“He speaks well,” said Herluin. “Abbot, grant him his boon.”
“Who celebrates high mass to-morrow?”
“Wilton the priest, the monk of Ely,” said Herluin, aloud. “And a very dangerous and stubborn Englishman,” added he to himself.
“Good. Then this night you shall watch in the church. To-morrow, after the Gospel, the thing shall be done as you will.”
That night two messengers, knights of the Abbot, galloped from Peterborough. One to Ivo Taillebois at Spalding, to tell him that Hereward was at Peterborough, and that he must try to cut him off upon the Egelric’s road, the causeway which one of the many Abbots Egelric had made some thirty years before, through Deeping Fen to Spalding, at an enormous expense of labor and of timber. The other knight rode south, along the Roman road to London, to tell King William of the rising of Kesteven, and all the evil deeds of Hereward and of Brand.

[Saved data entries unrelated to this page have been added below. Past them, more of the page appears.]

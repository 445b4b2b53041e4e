//! Limn is a layered raster canvas with incremental alpha compositing.
//!
//! The crate turns primitive draw calls (strokes, disks, circle outlines)
//! into pixels on independently-paintable layers, then folds the layer
//! stack into a single presentable frame, touching only the pixels that
//! actually changed.
//!
//! # Pipeline overview
//!
//! 1. **Draw**: `Canvas::draw_*` rasterizes a primitive onto one layer,
//!    recording each painted pixel in the layer's dirty set
//! 2. **Compose**: `Canvas::compose` walks the chain of materialized
//!    layers and re-blends exactly the dirty pixels, propagating changes
//!    outward unless an opaque pixel occludes them
//! 3. **Present**: `Canvas::present` returns the outermost composed
//!    buffer in O(1), row-major packed ARGB, ready for display upload
//!
//! The key design constraints:
//!
//! - **No unsafe**: `unsafe` is forbidden in this crate.
//! - **Incremental-by-construction**: compose cost tracks the number of
//!   dirty pixels, clear cost tracks a layer's painted footprint; neither
//!   scales with canvas size.
//! - **Sparse layers**: layers materialize lazily on first use and chain
//!   together, so unused layer indices cost nothing.
//! - **Exact integer blending**: the source-over blend is defined in
//!   truncating integer arithmetic and is bit-reproducible.
#![forbid(unsafe_code)]
#![deny(missing_docs)]

mod canvas;
mod foundation;
mod layer;
mod raster;

pub use canvas::Canvas;
pub use foundation::color::{Color, over};
pub use foundation::error::{LimnError, LimnResult};

pub use kurbo::Point;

And old Brand slept quietly in his bed, little thinking on what errands his prior had sent his knights.
Hereward and his comrades watched that night in St. Peter’s church. Oppressed with weariness of body, and awe of mind, they heard the monks drone out their chants through the misty gloom; they confessed the sins—and they were many—of their past wild lives. They had to summon up within themselves courage and strength henceforth to live, not for themselves, but for the fatherland which they hoped to save. They prayed to all the heavenly powers of that Pantheon which then stood between man and God, to help them in the coming struggle; but ere the morning dawned, they were nodding, unused to any long strain of mind.
Suddenly Hereward started, and sprang up, with a cry of fire.
“What? Where?” cried his comrades, and the monks who ran up.
“The minster is full of flame. No use! too late! you cannot put it out! It must burn.”